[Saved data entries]
────────────────
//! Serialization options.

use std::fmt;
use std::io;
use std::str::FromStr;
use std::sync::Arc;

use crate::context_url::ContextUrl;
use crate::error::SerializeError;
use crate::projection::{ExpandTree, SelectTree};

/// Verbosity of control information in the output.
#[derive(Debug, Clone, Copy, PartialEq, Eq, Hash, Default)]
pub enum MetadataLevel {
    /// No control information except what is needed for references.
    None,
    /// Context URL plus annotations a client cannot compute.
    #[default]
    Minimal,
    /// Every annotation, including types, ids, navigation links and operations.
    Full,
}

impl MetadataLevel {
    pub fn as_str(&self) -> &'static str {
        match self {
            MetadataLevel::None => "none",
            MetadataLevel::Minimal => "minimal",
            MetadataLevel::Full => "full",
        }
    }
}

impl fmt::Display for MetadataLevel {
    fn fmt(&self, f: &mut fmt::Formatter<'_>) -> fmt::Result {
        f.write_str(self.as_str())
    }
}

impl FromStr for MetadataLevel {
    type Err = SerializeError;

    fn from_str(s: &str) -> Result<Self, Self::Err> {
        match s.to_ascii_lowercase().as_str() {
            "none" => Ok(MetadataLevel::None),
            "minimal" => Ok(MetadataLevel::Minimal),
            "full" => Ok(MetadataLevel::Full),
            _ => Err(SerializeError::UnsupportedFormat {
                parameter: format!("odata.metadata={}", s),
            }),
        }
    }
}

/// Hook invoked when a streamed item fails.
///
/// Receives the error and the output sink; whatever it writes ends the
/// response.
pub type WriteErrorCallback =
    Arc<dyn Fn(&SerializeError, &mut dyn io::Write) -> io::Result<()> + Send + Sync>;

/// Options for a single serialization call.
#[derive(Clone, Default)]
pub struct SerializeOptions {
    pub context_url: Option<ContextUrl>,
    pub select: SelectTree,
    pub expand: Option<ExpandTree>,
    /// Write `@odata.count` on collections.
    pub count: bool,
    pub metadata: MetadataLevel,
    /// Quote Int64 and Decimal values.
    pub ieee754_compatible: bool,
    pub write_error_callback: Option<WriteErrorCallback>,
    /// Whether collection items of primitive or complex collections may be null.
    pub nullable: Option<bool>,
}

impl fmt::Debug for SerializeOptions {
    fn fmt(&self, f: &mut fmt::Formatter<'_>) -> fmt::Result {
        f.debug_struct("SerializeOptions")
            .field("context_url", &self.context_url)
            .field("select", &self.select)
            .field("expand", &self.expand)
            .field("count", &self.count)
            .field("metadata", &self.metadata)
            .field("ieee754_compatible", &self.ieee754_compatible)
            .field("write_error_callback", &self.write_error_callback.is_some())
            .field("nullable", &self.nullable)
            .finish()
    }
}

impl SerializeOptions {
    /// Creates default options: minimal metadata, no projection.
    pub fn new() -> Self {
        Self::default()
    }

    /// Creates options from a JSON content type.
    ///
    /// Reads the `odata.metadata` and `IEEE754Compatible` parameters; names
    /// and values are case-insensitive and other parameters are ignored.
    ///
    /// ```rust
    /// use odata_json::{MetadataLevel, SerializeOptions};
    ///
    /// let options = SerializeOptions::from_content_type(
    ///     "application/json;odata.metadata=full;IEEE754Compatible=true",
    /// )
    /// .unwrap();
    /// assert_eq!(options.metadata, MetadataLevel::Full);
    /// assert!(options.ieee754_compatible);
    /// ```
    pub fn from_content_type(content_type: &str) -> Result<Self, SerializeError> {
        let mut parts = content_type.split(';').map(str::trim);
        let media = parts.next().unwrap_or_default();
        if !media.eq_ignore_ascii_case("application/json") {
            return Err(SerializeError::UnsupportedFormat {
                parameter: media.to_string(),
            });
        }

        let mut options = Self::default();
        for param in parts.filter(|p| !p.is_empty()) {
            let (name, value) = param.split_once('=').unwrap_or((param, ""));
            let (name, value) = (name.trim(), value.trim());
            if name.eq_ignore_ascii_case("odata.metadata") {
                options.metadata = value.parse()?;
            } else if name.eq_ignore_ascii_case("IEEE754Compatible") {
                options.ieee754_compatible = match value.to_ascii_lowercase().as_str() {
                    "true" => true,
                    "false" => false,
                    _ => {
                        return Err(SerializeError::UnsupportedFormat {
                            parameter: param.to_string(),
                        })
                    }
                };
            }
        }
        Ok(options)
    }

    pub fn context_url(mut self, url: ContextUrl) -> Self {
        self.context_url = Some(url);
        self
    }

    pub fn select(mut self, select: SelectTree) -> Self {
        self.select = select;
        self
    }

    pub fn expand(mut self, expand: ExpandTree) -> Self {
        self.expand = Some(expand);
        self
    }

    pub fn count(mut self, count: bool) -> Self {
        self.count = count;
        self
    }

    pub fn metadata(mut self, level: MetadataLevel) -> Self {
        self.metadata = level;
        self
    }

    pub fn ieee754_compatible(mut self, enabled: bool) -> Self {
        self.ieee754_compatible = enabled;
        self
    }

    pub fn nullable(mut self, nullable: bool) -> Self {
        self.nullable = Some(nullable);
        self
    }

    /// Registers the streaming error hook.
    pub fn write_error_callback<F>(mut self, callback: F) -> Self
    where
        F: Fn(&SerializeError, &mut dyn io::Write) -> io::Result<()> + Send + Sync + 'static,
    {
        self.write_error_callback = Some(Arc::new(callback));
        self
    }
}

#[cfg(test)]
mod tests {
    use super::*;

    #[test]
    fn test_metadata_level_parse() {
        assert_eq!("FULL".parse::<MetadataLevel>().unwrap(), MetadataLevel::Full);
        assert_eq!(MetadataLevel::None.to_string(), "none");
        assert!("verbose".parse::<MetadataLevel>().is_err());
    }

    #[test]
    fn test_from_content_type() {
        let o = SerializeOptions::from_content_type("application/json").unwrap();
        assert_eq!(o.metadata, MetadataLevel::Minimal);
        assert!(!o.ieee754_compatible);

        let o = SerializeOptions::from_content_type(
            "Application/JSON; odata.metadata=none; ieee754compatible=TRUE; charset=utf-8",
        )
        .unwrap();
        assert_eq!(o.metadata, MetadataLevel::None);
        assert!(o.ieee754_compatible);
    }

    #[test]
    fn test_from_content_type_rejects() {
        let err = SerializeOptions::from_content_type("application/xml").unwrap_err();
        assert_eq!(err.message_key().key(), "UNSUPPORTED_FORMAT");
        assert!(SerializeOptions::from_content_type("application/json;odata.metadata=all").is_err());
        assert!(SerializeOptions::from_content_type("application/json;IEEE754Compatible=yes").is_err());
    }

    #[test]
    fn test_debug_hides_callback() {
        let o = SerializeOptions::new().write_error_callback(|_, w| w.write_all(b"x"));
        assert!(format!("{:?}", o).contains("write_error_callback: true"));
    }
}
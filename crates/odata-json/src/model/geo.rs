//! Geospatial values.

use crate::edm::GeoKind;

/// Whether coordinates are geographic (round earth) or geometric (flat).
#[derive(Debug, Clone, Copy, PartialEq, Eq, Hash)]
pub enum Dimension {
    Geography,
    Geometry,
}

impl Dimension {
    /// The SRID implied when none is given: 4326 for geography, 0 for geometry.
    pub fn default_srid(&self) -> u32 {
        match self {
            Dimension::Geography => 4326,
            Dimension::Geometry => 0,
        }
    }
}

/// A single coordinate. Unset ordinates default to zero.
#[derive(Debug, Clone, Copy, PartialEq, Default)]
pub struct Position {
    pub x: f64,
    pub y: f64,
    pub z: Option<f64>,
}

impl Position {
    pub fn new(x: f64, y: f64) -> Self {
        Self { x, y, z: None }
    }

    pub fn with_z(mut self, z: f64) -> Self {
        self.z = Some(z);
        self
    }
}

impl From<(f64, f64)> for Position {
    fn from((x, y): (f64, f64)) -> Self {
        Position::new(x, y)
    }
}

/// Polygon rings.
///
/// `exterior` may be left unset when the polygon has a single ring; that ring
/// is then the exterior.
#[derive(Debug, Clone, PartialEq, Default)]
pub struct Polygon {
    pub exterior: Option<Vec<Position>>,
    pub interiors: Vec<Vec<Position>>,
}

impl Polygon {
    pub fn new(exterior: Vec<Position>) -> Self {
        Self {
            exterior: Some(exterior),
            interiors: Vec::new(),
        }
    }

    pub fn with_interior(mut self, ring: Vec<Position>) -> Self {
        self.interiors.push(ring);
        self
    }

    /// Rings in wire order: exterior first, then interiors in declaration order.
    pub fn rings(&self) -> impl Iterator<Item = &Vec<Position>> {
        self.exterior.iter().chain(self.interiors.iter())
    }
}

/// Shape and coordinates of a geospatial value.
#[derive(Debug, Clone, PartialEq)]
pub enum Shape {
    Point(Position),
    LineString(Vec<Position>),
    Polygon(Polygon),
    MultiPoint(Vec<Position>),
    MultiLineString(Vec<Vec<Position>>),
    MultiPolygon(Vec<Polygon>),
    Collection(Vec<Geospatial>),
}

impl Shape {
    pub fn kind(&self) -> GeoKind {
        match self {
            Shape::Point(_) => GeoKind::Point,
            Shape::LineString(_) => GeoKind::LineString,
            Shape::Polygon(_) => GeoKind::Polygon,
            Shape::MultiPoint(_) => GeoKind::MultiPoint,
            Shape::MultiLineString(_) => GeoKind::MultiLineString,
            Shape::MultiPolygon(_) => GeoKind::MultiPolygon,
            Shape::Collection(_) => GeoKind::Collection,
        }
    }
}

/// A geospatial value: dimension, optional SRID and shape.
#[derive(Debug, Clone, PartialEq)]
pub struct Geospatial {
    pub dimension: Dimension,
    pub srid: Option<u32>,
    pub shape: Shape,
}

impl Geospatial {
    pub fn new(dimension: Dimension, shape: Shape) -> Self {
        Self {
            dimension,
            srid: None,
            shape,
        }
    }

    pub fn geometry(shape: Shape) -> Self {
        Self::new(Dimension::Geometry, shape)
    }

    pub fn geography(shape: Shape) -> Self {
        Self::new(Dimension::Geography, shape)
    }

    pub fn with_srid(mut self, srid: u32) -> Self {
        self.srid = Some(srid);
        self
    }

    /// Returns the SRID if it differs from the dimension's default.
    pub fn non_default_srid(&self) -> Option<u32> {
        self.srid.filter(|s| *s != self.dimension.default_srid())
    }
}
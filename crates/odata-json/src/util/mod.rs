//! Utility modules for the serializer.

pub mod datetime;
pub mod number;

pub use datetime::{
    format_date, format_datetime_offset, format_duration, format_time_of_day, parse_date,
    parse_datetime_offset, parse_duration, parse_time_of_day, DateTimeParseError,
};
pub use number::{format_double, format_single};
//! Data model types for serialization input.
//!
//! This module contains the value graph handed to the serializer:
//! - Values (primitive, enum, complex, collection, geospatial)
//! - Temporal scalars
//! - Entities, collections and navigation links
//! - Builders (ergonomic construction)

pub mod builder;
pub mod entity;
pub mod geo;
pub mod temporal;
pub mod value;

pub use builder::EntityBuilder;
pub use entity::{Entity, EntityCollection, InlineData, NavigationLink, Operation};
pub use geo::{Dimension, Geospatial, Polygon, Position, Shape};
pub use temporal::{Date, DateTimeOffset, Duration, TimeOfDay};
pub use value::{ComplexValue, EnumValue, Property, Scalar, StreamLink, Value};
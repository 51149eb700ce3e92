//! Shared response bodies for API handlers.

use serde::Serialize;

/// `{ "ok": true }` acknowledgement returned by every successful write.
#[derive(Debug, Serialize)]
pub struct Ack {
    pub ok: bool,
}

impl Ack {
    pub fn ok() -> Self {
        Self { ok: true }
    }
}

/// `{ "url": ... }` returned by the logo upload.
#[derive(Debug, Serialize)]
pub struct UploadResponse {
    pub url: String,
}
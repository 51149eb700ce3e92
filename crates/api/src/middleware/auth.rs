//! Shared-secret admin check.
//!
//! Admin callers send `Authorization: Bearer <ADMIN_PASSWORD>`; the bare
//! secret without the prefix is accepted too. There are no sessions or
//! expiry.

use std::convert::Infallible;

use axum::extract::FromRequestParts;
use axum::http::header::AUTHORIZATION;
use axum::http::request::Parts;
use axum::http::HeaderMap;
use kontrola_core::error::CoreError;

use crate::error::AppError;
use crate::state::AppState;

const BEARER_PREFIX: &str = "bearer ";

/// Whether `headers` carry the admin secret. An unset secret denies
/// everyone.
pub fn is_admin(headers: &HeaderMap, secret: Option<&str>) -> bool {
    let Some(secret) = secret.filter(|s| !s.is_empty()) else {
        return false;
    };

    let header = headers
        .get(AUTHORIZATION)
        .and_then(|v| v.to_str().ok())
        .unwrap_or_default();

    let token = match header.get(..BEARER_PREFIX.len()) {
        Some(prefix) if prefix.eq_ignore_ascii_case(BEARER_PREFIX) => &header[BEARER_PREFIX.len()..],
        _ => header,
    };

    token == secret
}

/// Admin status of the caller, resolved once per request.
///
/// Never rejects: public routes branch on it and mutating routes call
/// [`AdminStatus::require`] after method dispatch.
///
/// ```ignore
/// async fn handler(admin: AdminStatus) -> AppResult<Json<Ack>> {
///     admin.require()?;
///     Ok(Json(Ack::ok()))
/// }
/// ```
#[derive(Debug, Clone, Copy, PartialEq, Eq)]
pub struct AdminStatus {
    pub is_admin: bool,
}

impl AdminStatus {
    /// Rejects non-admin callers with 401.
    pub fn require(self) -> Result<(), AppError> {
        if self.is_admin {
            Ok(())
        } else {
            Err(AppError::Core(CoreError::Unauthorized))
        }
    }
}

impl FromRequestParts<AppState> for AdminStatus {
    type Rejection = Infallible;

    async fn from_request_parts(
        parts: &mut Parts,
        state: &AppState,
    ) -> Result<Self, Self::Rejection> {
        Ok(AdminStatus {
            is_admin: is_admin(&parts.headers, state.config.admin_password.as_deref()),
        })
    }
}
────────────────
• [Task description] Check every line of the records above for the string "serializer". Copy those that hold it.

• [Answer to this problem]
//! Utility modules for the serializer.
//! This module contains the value graph handed to the serializer:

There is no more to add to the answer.